Melodic bellbirds, bright green kakariki and cheeky kaka could be popping into city slickers’ backyards if a mainland bird sanctuary succeeds north of Auckland.
The native birds are expected to thrive after the Auckland Regional Council fences a 555ha wildlife sanctuary on the Whangaparaoa Peninsula at the end of this year.
Although there are other “mainland island” sanctuaries for wildlife, this will be the closest to Auckland – 40 minutes by car or a bus trip from the central city.
ARC open sanctuary co-ordinator Matt Maitland said it would be the most popular sanctuary yet, following successful “mainland islands” in Wellington, Dunedin, Maungatautari and Tawharanui.
The plan is to fence off Shakespear Regional Park at the tip of the peninsula and then poison predators in the park.
It is hoped bellbirds and kakariki will move along the peninsula to suburban areas, while land-lubbers like kiwi and takahe will have a safe home close to Auckland.

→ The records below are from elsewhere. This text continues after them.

//! Mutual information analysis.

use nalgebra::DMatrix;
use serde::{Deserialize, Serialize};

use super::{check_batch, Distinguisher, DistinguisherKind, DistinguisherParameters, Geometry, Partitions};
use crate::error::DistinguisherError;
use crate::types::{Hypotheses, Precision, Results};

/// Default number of histogram bins.
pub const DEFAULT_BINS: usize = 128;

/// Histogram definition for [`Mia`].
#[derive(Debug, Clone, PartialEq, Serialize, Deserialize)]
pub struct HistogramConfig {
    /// Number of equal-width bins.
    ///
    /// Default: 128. Ignored when `bin_edges` is set.
    pub bins_number: usize,

    /// Explicit, strictly increasing bin edges.
    ///
    /// Default: None. When absent, edges span the minimum and maximum sample
    /// of the first folded batch.
    #[serde(default)]
    pub bin_edges: Option<Vec<f64>>,
}

impl Default for HistogramConfig {
    fn default() -> Self {
        Self {
            bins_number: DEFAULT_BINS,
            bin_edges: None,
        }
    }
}

impl HistogramConfig {
    /// Histogram with `bins_number` bins and data-derived edges.
    pub fn new(bins_number: usize) -> Self {
        Self {
            bins_number,
            bin_edges: None,
        }
    }

    /// Histogram with explicit edges.
    pub fn with_edges(edges: Vec<f64>) -> Self {
        Self {
            bins_number: edges.len().saturating_sub(1),
            bin_edges: Some(edges),
        }
    }

    /// Number of bins actually used.
    pub fn bins(&self) -> usize {
        match &self.bin_edges {
            Some(edges) => edges.len().saturating_sub(1),
            None => self.bins_number,
        }
    }

    /// Check the definition is usable.
    pub fn validate(&self) -> Result<(), DistinguisherError> {
        match &self.bin_edges {
            Some(edges) => {
                if edges.len() < 2 {
                    return Err(DistinguisherError::InvalidHistogram(
                        "at least two bin edges are required".to_string(),
                    ));
                }
                if edges.iter().any(|e| !e.is_finite()) {
                    return Err(DistinguisherError::InvalidHistogram(
                        "bin edges must be finite".to_string(),
                    ));
                }
                if edges.windows(2).any(|w| w[0] >= w[1]) {
                    return Err(DistinguisherError::InvalidHistogram(
                        "bin edges must be strictly increasing".to_string(),
                    ));
                }
            }
            None => {
                if self.bins_number == 0 {
                    return Err(DistinguisherError::InvalidHistogram(
                        "bins_number must be > 0".to_string(),
                    ));
                }
            }
        }
        Ok(())
    }
}

/// Equal-width edges over `[min, max]`.
fn linear_edges(min: f64, max: f64, bins: usize) -> Vec<f64> {
    let (min, max) = if max > min { (min, max) } else { (min - 0.5, min + 0.5) };
    let width = (max - min) / bins as f64;
    (0..=bins).map(|b| min + width * b as f64).collect()
}

/// Bin index of `value`; values outside the edges land in the outer bins.
fn bin_of(edges: &[f64], value: f64) -> usize {
    let bins = edges.len() - 1;
    if value.is_nan() || value <= edges[0] {
        return 0;
    }
    if value >= edges[bins] {
        return bins - 1;
    }
    edges.partition_point(|&e| e <= value) - 1
}

/// Mutual information between class membership and the sample distribution.
///
/// For every class, hypothesis and sample point the kernel keeps a histogram
/// of the observed samples. Counts only add up, so folding is order
/// independent once the bin edges are fixed. Results are in nats.
#[derive(Debug, Clone)]
pub struct Mia<T: Precision> {
    partitions: Partitions,
    histogram: HistogramConfig,
    edges: Option<Vec<f64>>,
    geometry: Option<Geometry>,
    processed: usize,
    // Indexed by [class][hypothesis][bin][sample].
    counts: Vec<u64>,
    _precision: std::marker::PhantomData<T>,
}

impl<T: Precision> Mia<T> {
    /// Create an empty kernel.
    ///
    /// # Errors
    ///
    /// Fails if the histogram definition is invalid.
    pub fn new(partitions: Partitions, histogram: HistogramConfig) -> Result<Self, DistinguisherError> {
        histogram.validate()?;
        Ok(Self {
            edges: histogram.bin_edges.clone(),
            partitions,
            histogram,
            geometry: None,
            processed: 0,
            counts: Vec::new(),
            _precision: std::marker::PhantomData,
        })
    }

    /// Bin edges in use, once known.
    pub fn edges(&self) -> Option<&[f64]> {
        self.edges.as_deref()
    }

    fn derive_edges(&self, traces: &DMatrix<T>) -> Vec<f64> {
        let (mut min, mut max) = (f64::INFINITY, f64::NEG_INFINITY);
        for v in traces.iter() {
            let v = v.to_f64();
            if v.is_finite() {
                min = min.min(v);
                max = max.max(v);
            }
        }
        if !min.is_finite() {
            (min, max) = (0.0, 0.0);
        }
        linear_edges(min, max, self.histogram.bins())
    }
}

impl<T: Precision> Distinguisher<T> for Mia<T> {
    fn kind(&self) -> DistinguisherKind {
        DistinguisherKind::Mia
    }

    fn parameters(&self) -> DistinguisherParameters {
        DistinguisherParameters::default()
            .with_partitions(self.partitions.clone())
            .with_histogram(self.histogram.clone())
    }

    fn fold(&mut self, data: &Hypotheses<T>, traces: &DMatrix<T>) -> Result<(), DistinguisherError> {
        let first = check_batch(&mut self.geometry, data, traces)?;
        let edges = match self.edges.take() {
            Some(edges) => edges,
            None => self.derive_edges(traces),
        };
        let (c, h, s, b) = (self.partitions.len(), data.n_hypotheses(), traces.ncols(), edges.len() - 1);
        if first {
            self.counts = vec![0; c * h * b * s];
        }

        let n = traces.nrows();
        let mut bins = vec![0usize; n * s];
        for i in 0..n {
            for k in 0..s {
                bins[i * s + k] = bin_of(&edges, traces[(i, k)].to_f64());
            }
        }

        for i in 0..n {
            for j in 0..h {
                let Some(class) = self.partitions.classify(data.get(i, j).to_f64()) else {
                    continue;
                };
                let base = (class * h + j) * b;
                for k in 0..s {
                    self.counts[(base + bins[i * s + k]) * s + k] += 1;
                }
            }
        }

        self.edges = Some(edges);
        self.processed += n;
        Ok(())
    }

    fn reduce(&self) -> Result<Results<T>, DistinguisherError> {
        let geometry = self.geometry.as_ref().ok_or(DistinguisherError::NoData)?;
        let edges = self.edges.as_ref().ok_or(DistinguisherError::NoData)?;
        if self.processed == 0 {
            return Err(DistinguisherError::NoData);
        }

        let (c, h, s, b) = (self.partitions.len(), geometry.n_hypotheses, geometry.n_samples, edges.len() - 1);
        let mut marginal = vec![0u64; b];
        let values = DMatrix::from_fn(s, h, |k, j| {
            marginal.iter_mut().for_each(|m| *m = 0);
            let mut total = 0u64;
            let mut conditional = 0.0;

            for class in 0..c {
                let base = (class * h + j) * b;
                let class_total: u64 = (0..b).map(|bin| self.counts[(base + bin) * s + k]).sum();
                if class_total == 0 {
                    continue;
                }
                let mut entropy = 0.0;
                for (bin, m) in marginal.iter_mut().enumerate() {
                    let count = self.counts[(base + bin) * s + k];
                    *m += count;
                    if count > 0 {
                        let p = count as f64 / class_total as f64;
                        entropy -= p * p.ln();
                    }
                }
                conditional += class_total as f64 * entropy;
                total += class_total;
            }

            if total == 0 {
                return T::from_f64_lossy(f64::NAN);
            }
            let entropy: f64 = marginal
                .iter()
                .filter(|&&m| m > 0)
                .map(|&m| {
                    let p = m as f64 / total as f64;
                    -p * p.ln()
                })
                .sum();
            T::from_f64_lossy(entropy - conditional / total as f64)
        });
        Results::new(values, geometry.dims.clone())
    }

    fn processed_traces(&self) -> usize {
        self.processed
    }

    fn reset(&mut self) {
        self.edges = self.histogram.bin_edges.clone();
        self.geometry = None;
        self.processed = 0;
        self.counts.clear();
    }
}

Each year, about 20,000 people make the ferry trip from Auckland to Tiritiri Matangi, a thriving island bird sanctuary 4km off the peninsula. But although kakariki and bellbirds make the journey the other way to the park, weasels and rats make it hard for them to breed.
Mr Maitland said the bird populations would explode once the predators were gone. By the end of the first summer, they would be flying down the peninsula towards Auckland. Once pests had been killed, flightless birds such as kiwi would be given a helping hand to the park by conservation workers.